● **DATA FOR REVIEW**
┄┄┄┄┄┄┄┄┄┄┄┄┄┄┄┄┄┄┄┄
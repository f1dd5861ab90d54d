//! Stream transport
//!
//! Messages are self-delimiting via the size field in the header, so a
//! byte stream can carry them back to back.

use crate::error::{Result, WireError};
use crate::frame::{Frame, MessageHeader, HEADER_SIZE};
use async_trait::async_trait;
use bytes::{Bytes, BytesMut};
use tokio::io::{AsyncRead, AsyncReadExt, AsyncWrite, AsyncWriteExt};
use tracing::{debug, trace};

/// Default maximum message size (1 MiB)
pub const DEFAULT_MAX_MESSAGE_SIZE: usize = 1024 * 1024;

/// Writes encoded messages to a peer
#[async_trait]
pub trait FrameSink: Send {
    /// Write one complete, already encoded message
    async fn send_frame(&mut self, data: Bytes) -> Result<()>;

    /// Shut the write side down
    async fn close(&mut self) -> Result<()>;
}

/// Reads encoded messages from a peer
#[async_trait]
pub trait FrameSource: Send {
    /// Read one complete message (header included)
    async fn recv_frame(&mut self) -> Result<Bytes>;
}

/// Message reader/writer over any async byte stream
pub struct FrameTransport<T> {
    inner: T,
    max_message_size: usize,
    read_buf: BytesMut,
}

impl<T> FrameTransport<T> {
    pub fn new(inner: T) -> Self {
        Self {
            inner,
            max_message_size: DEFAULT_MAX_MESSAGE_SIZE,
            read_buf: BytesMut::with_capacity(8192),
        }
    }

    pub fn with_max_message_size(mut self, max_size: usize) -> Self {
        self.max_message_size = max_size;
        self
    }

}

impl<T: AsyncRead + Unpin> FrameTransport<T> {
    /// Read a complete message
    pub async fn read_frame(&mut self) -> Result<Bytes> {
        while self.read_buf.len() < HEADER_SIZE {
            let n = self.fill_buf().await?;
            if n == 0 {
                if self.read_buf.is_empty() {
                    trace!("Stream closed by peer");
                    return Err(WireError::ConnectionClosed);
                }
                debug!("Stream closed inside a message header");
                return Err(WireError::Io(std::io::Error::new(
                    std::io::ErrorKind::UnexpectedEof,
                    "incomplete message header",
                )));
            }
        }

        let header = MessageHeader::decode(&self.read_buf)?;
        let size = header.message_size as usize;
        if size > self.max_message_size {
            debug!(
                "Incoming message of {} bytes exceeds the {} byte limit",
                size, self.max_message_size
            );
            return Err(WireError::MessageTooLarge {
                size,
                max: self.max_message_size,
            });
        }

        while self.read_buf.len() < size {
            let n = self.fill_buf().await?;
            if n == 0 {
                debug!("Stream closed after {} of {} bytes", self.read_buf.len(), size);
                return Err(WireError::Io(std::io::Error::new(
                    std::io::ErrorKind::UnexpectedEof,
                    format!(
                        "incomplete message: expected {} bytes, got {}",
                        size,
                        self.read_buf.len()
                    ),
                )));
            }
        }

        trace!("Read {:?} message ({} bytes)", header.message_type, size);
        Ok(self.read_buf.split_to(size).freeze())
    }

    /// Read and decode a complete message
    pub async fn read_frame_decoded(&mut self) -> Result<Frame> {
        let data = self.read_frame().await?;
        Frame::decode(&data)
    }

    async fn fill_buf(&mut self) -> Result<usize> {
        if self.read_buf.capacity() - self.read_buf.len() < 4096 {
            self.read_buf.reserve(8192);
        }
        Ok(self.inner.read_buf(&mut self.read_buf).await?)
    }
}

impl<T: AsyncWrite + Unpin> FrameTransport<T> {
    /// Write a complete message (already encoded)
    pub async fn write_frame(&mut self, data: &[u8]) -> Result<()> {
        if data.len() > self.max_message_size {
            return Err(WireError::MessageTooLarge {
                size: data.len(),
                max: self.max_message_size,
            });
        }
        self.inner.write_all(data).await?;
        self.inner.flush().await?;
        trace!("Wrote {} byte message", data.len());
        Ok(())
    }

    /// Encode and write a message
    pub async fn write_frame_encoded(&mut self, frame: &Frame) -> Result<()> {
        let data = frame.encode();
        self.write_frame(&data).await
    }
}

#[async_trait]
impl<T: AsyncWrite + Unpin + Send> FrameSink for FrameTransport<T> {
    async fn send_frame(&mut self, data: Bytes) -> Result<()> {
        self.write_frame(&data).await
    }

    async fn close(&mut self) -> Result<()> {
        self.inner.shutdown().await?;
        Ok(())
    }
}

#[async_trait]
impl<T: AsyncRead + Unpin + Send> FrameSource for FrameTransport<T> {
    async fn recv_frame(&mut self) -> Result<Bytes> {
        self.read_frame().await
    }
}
┄┄┄┄┄┄┄┄┄┄┄┄┄┄┄┄┄┄┄┄
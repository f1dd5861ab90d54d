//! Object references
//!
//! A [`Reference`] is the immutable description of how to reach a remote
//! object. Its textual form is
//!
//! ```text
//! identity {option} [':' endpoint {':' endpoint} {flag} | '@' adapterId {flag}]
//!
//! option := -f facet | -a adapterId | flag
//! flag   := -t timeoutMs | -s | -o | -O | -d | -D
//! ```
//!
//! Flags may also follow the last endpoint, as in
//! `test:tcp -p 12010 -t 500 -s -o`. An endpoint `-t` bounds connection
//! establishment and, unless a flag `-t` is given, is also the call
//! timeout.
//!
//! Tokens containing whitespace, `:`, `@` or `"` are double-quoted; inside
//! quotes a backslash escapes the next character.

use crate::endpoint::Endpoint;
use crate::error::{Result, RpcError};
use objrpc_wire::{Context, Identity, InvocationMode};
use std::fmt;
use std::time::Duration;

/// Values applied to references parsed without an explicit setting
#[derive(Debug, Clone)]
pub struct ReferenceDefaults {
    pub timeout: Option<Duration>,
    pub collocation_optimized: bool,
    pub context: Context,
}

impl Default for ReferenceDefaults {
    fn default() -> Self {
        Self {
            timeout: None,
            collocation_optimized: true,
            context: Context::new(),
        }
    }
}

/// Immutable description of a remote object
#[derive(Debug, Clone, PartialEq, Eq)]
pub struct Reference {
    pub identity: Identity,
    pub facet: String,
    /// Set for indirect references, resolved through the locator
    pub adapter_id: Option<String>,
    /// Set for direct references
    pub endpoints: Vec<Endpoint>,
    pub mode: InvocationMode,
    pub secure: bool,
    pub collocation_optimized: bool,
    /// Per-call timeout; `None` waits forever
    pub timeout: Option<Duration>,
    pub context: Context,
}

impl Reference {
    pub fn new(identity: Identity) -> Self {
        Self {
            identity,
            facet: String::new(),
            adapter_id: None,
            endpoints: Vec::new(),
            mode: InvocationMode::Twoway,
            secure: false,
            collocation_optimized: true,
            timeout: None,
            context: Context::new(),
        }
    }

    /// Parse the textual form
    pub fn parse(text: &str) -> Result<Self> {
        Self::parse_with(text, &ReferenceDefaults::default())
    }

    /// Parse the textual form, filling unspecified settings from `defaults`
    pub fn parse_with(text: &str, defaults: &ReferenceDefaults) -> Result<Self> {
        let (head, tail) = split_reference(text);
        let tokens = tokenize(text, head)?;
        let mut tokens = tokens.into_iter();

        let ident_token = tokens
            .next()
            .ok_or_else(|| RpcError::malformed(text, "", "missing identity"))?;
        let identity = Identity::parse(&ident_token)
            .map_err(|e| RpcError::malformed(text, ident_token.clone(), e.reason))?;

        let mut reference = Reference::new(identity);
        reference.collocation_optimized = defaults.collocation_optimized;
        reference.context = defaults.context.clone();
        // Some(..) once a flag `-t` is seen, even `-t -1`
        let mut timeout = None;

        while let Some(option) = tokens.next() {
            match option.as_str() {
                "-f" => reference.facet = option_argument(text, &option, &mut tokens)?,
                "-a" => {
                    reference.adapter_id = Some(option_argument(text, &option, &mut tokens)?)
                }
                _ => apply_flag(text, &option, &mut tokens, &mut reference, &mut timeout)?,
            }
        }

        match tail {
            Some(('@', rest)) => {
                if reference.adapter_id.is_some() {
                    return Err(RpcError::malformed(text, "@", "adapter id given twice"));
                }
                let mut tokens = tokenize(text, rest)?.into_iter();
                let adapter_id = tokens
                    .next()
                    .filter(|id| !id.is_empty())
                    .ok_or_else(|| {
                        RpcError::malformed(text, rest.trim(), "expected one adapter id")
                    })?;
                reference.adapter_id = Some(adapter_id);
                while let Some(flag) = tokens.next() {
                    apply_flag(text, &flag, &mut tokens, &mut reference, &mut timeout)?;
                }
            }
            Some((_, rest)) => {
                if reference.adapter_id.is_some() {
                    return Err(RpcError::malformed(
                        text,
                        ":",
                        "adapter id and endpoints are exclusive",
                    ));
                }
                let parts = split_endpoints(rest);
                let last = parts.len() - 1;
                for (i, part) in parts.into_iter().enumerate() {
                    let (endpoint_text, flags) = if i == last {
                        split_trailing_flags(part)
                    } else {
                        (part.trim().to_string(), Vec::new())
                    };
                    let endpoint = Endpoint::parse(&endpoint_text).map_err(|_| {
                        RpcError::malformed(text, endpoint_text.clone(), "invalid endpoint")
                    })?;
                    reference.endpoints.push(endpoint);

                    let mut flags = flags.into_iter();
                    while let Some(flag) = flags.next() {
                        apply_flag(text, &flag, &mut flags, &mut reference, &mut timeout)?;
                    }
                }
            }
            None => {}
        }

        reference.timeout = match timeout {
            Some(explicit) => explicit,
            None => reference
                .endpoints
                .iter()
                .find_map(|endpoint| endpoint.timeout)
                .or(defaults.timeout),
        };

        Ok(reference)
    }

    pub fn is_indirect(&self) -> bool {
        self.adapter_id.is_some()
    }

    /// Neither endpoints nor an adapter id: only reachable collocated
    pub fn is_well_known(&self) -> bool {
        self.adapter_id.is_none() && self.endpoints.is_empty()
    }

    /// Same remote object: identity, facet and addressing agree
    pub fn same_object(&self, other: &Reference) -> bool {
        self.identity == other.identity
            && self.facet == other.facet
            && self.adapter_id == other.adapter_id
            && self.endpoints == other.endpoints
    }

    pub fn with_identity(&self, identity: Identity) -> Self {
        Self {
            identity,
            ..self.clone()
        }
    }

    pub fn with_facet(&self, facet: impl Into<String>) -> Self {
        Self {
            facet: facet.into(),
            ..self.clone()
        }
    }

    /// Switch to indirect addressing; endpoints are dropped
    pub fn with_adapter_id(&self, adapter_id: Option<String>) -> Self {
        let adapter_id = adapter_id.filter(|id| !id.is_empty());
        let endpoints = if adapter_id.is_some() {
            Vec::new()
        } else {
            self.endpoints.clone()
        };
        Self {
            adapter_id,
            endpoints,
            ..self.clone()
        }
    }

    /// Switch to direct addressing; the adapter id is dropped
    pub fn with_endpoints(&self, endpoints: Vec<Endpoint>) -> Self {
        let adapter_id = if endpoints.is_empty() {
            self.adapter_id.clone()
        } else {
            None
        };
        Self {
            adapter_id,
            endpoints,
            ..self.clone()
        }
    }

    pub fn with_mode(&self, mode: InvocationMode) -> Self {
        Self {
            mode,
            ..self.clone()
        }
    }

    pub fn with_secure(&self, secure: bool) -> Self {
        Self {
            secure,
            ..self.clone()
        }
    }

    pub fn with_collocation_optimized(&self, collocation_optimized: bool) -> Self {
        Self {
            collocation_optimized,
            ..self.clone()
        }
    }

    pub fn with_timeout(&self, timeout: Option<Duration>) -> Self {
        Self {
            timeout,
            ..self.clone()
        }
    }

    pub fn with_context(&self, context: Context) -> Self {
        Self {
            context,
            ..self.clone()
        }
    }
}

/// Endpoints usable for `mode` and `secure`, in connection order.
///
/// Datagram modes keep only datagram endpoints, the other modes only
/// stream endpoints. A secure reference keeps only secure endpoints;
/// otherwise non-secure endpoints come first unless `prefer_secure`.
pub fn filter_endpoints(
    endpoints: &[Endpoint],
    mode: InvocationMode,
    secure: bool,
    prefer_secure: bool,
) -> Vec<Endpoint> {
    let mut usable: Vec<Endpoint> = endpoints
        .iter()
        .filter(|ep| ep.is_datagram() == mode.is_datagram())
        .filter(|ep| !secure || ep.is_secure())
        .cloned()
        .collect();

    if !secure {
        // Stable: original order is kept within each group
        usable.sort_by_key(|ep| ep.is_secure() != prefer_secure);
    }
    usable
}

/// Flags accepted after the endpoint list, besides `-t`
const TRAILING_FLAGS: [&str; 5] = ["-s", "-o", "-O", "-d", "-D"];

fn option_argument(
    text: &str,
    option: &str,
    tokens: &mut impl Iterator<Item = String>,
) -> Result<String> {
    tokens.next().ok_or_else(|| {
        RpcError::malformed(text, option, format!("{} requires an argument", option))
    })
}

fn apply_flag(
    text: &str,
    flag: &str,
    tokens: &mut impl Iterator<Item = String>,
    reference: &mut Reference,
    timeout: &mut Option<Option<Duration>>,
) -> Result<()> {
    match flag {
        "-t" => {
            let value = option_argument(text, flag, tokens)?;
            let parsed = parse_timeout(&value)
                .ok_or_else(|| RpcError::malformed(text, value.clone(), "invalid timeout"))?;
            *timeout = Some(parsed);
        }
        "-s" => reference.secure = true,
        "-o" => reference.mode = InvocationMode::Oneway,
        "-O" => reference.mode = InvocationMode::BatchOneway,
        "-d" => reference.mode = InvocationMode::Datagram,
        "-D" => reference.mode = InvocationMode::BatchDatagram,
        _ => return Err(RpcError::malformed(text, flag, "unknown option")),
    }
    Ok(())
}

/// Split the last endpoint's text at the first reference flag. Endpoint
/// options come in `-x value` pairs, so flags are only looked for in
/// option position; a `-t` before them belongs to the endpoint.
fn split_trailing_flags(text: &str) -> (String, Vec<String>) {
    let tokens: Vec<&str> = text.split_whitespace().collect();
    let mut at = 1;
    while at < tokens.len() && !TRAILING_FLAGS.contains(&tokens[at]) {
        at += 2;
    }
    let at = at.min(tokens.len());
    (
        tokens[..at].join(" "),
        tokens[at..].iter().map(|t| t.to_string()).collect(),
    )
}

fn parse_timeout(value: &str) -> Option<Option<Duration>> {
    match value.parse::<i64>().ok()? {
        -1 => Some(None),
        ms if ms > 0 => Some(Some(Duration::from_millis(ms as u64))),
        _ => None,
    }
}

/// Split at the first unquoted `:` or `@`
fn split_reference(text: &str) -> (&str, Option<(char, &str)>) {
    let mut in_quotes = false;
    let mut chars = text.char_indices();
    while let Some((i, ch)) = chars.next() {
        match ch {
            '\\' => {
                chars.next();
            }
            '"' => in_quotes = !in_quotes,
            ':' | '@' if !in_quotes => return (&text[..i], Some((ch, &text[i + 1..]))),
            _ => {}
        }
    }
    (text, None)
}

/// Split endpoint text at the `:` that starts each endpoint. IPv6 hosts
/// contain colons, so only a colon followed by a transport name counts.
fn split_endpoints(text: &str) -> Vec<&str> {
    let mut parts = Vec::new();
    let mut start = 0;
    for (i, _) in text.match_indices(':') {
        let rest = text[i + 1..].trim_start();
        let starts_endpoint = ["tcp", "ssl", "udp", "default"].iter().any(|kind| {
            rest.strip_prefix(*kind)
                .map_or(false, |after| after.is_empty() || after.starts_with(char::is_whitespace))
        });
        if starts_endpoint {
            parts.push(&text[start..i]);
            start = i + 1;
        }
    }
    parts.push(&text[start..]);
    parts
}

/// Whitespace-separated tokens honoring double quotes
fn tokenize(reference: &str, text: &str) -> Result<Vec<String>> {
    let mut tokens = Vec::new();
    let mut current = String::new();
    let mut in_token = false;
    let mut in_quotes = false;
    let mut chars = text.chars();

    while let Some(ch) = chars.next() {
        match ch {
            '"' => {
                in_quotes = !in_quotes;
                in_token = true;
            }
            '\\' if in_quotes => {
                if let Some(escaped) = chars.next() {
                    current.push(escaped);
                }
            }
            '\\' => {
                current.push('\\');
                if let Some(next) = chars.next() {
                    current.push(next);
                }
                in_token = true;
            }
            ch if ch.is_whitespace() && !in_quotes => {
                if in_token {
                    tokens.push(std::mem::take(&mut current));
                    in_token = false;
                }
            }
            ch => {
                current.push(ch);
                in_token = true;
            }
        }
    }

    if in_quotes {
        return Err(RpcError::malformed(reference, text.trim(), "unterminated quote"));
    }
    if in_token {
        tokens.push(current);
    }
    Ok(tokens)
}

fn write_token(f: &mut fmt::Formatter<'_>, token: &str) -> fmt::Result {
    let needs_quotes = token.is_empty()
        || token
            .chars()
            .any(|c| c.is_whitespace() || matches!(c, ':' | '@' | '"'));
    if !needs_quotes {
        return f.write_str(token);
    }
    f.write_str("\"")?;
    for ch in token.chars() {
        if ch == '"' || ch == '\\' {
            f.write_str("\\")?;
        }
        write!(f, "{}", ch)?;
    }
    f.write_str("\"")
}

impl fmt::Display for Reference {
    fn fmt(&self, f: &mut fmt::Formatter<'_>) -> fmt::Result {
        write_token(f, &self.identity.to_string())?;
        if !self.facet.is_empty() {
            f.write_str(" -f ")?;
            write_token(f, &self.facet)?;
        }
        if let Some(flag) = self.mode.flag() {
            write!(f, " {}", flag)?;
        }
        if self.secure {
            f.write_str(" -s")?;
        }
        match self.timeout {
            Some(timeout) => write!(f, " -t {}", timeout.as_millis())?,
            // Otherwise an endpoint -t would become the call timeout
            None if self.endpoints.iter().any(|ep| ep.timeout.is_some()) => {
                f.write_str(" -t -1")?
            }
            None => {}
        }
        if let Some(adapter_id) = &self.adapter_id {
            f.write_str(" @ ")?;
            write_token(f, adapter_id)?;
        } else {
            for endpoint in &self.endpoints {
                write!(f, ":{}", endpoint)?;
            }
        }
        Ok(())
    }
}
┄┄┄┄┄┄┄┄┄┄┄┄┄┄┄┄┄┄┄┄
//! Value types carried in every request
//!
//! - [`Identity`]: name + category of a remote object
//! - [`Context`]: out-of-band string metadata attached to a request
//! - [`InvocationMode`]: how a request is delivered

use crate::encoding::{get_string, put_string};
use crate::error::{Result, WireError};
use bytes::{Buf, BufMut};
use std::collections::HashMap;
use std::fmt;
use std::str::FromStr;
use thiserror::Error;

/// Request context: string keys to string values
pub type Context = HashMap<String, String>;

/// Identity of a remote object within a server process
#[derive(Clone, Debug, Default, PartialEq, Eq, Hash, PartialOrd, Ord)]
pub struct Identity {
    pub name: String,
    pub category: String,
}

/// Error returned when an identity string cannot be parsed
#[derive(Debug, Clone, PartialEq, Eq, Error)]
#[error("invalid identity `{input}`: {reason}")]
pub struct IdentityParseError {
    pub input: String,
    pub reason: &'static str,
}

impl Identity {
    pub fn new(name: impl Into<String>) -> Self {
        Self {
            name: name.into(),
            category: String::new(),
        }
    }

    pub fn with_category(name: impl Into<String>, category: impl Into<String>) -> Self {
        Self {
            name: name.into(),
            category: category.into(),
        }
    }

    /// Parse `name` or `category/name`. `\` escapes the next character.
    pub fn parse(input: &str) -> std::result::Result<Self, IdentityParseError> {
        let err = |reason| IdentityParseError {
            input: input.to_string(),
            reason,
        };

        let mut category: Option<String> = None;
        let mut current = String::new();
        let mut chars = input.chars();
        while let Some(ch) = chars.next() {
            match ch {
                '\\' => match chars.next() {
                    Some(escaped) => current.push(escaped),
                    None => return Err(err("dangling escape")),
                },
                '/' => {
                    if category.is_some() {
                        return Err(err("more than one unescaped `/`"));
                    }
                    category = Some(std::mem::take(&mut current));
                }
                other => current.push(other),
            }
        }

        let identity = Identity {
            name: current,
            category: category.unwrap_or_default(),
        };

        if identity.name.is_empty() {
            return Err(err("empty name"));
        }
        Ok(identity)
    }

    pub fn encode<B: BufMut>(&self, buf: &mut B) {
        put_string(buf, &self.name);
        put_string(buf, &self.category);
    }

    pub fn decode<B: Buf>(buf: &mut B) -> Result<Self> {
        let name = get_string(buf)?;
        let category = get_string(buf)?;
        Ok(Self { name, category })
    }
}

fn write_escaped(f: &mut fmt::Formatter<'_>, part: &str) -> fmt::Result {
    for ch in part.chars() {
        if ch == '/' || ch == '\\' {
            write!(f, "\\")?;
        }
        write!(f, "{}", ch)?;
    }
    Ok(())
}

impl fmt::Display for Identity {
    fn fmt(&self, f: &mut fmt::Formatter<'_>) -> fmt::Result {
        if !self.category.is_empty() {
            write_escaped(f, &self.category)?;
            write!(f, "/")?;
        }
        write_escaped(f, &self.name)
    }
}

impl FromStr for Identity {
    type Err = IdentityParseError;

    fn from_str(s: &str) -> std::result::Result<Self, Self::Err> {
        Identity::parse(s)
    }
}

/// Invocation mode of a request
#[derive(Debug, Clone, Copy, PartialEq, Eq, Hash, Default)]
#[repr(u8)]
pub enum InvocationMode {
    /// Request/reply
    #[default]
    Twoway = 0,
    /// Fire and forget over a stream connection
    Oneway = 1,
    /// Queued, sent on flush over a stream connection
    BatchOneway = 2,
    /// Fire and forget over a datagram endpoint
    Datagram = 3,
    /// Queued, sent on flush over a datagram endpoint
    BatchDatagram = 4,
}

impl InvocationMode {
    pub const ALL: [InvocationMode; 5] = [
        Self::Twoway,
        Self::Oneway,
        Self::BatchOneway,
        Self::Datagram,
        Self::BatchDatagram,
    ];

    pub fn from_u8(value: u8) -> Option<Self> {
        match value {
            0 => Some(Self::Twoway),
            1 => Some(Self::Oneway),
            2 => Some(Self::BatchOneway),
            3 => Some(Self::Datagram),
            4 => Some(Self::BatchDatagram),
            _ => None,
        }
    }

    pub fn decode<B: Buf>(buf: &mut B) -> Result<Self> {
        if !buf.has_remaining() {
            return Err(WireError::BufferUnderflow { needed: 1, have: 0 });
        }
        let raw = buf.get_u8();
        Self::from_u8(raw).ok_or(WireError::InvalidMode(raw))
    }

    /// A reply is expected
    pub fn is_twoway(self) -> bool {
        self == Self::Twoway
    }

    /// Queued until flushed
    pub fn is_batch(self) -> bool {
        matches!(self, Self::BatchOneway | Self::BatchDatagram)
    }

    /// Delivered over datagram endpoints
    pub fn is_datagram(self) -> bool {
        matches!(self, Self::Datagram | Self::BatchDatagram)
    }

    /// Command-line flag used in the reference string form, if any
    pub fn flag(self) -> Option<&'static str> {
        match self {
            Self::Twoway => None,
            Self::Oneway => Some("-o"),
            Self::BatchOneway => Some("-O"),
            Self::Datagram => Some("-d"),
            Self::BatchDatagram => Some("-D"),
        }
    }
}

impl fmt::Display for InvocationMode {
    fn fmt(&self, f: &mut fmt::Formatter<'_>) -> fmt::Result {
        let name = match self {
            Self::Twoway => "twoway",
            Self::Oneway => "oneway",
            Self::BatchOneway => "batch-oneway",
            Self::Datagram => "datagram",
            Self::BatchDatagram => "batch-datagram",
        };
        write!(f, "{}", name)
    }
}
┄┄┄┄┄┄┄┄┄┄┄┄┄┄┄┄┄┄┄┄
● **TASK DESCRIPTION**
Look above for the line with "let endpoint = Endpoint::parse(&endpoint_text).map_err(|_|" and the line with "while let Some(flag) = flags.next()", and reproduce exactly those two lines plus every line between, nothing more.

● **RESPONSE AREA**
                    let endpoint = Endpoint::parse(&endpoint_text).map_err(|_| {
                        RpcError::malformed(text, endpoint_text.clone(), "invalid endpoint")
                    })?;
                    reference.endpoints.push(endpoint);

                    let mut flags = flags.into_iter();
                    while let Some(flag) = flags.next() {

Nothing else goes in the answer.